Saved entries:
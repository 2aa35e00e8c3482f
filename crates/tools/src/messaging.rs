use std::sync::Arc;

use anyhow::Result;
use async_trait::async_trait;
use serde_json::{Map, Value};
use tracing::warn;

use murmur_store::GatewayEgress;

use crate::{require_string, Tool, ToolChannel, ToolContext, ToolInfo, ToolParam};

/// Sends a text reply to the user through the gateway's notification path.
///
/// Unavailable during calls; voice turns go through `speak` instead.
pub struct SendUserMessageTool {
    channel: ToolChannel,
    egress: Arc<dyn GatewayEgress>,
}

impl SendUserMessageTool {
    pub fn new(channel: ToolChannel, egress: Arc<dyn GatewayEgress>) -> Self {
        Self { channel, egress }
    }
}

#[async_trait]
impl Tool for SendUserMessageTool {
    fn name(&self) -> &str {
        "send_user_message"
    }

    fn info(&self) -> ToolInfo {
        ToolInfo {
            command: "send_user_message".into(),
            description: "Send a text message to the user. This is your primary way of \
                          replying outside of calls."
                .into(),
            parameters: vec![ToolParam::required(
                "message",
                "str",
                "The message text to deliver",
            )],
        }
    }

    fn validate(&self, args: &Map<String, Value>) -> Result<(), String> {
        require_string(args, "message").map(|_| ())
    }

    fn is_available(&self, context: &ToolContext) -> bool {
        !context.is_on_call()
    }

    async fn execute(&self, args: Map<String, Value>) -> Result<()> {
        let message = match require_string(&args, "message") {
            Ok(message) => message.to_string(),
            Err(error) => {
                self.channel.publish_failure("send_user_message", &error);
                return Ok(());
            }
        };
        let session_id = args.get("session_id").and_then(|v| v.as_str());

        match self.egress.post_user_message(session_id, &message).await {
            Ok(()) => {
                self.channel.publish_success(
                    "send_user_message",
                    serde_json::json!({ "delivered": true, "message": message }),
                );
            }
            Err(err) => {
                warn!(error = %err, "user message delivery failed");
                self.channel
                    .publish_failure("send_user_message", &format!("delivery failed: {err}"));
            }
        }
        Ok(())
    }
}

#[cfg(test)]
mod tests {
    use super::*;
    use murmur_fabric::{queue_name, Broker};
    use murmur_store::MemoryStateStore;
    use std::time::Duration;

    async fn fixture() -> (Arc<Broker>, Arc<MemoryStateStore>, tempfile::TempDir) {
        let dir = tempfile::tempdir().unwrap();
        let broker = Arc::new(
            Broker::connect_with(dir.path().join("q.redb"), 1, Duration::from_millis(1))
                .await
                .unwrap(),
        );
        (broker, Arc::new(MemoryStateStore::new()), dir)
    }

    #[tokio::test]
    async fn delivers_and_publishes_success() {
        let (broker, store, _dir) = fixture().await;
        let tool =
            SendUserMessageTool::new(ToolChannel::new("a_agent", broker.clone()), store.clone());

        let mut args = Map::new();
        args.insert("message".into(), Value::String("hello there".into()));
        args.insert("session_id".into(), Value::String("s1".into()));
        tool.execute(args).await.unwrap();

        assert_eq!(store.user_messages(), vec!["hello there".to_string()]);
        let drained = broker.drain(&queue_name("a_agent")).unwrap();
        assert_eq!(drained.len(), 1);
        assert_eq!(drained[0].notification.payload["status"], "SUCCESS");
    }

    #[tokio::test]
    async fn unavailable_while_on_call() {
        let (broker, store, _dir) = fixture().await;
        let tool = SendUserMessageTool::new(ToolChannel::new("a_agent", broker), store);

        let on_call = ToolContext {
            session_id: Some("s1".into()),
            call_id: Some("c1".into()),
        };
        assert!(!tool.is_available(&on_call));
        assert!(tool.is_available(&ToolContext::default()));
    }
}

WORK TO BE COMPLETED - Starting at the line with "use murmur_store::MemoryStateStore;", retype each line through the final one in the data above, unchanged and with nothing added.

COMPLETED TASK -
    use murmur_store::MemoryStateStore;
    use std::time::Duration;

    async fn fixture() -> (Arc<Broker>, Arc<MemoryStateStore>, tempfile::TempDir) {
        let dir = tempfile::tempdir().unwrap();
        let broker = Arc::new(
            Broker::connect_with(dir.path().join("q.redb"), 1, Duration::from_millis(1))
                .await
                .unwrap(),
        );
        (broker, Arc::new(MemoryStateStore::new()), dir)
    }

    #[tokio::test]
    async fn delivers_and_publishes_success() {
        let (broker, store, _dir) = fixture().await;
        let tool =
            SendUserMessageTool::new(ToolChannel::new("a_agent", broker.clone()), store.clone());

        let mut args = Map::new();
        args.insert("message".into(), Value::String("hello there".into()));
        args.insert("session_id".into(), Value::String("s1".into()));
        tool.execute(args).await.unwrap();

        assert_eq!(store.user_messages(), vec!["hello there".to_string()]);
        let drained = broker.drain(&queue_name("a_agent")).unwrap();
        assert_eq!(drained.len(), 1);
        assert_eq!(drained[0].notification.payload["status"], "SUCCESS");
    }

    #[tokio::test]
    async fn unavailable_while_on_call() {
        let (broker, store, _dir) = fixture().await;
        let tool = SendUserMessageTool::new(ToolChannel::new("a_agent", broker), store);

        let on_call = ToolContext {
            session_id: Some("s1".into()),
            call_id: Some("c1".into()),
        };
        assert!(!tool.is_available(&on_call));
        assert!(tool.is_available(&ToolContext::default()));
    }
}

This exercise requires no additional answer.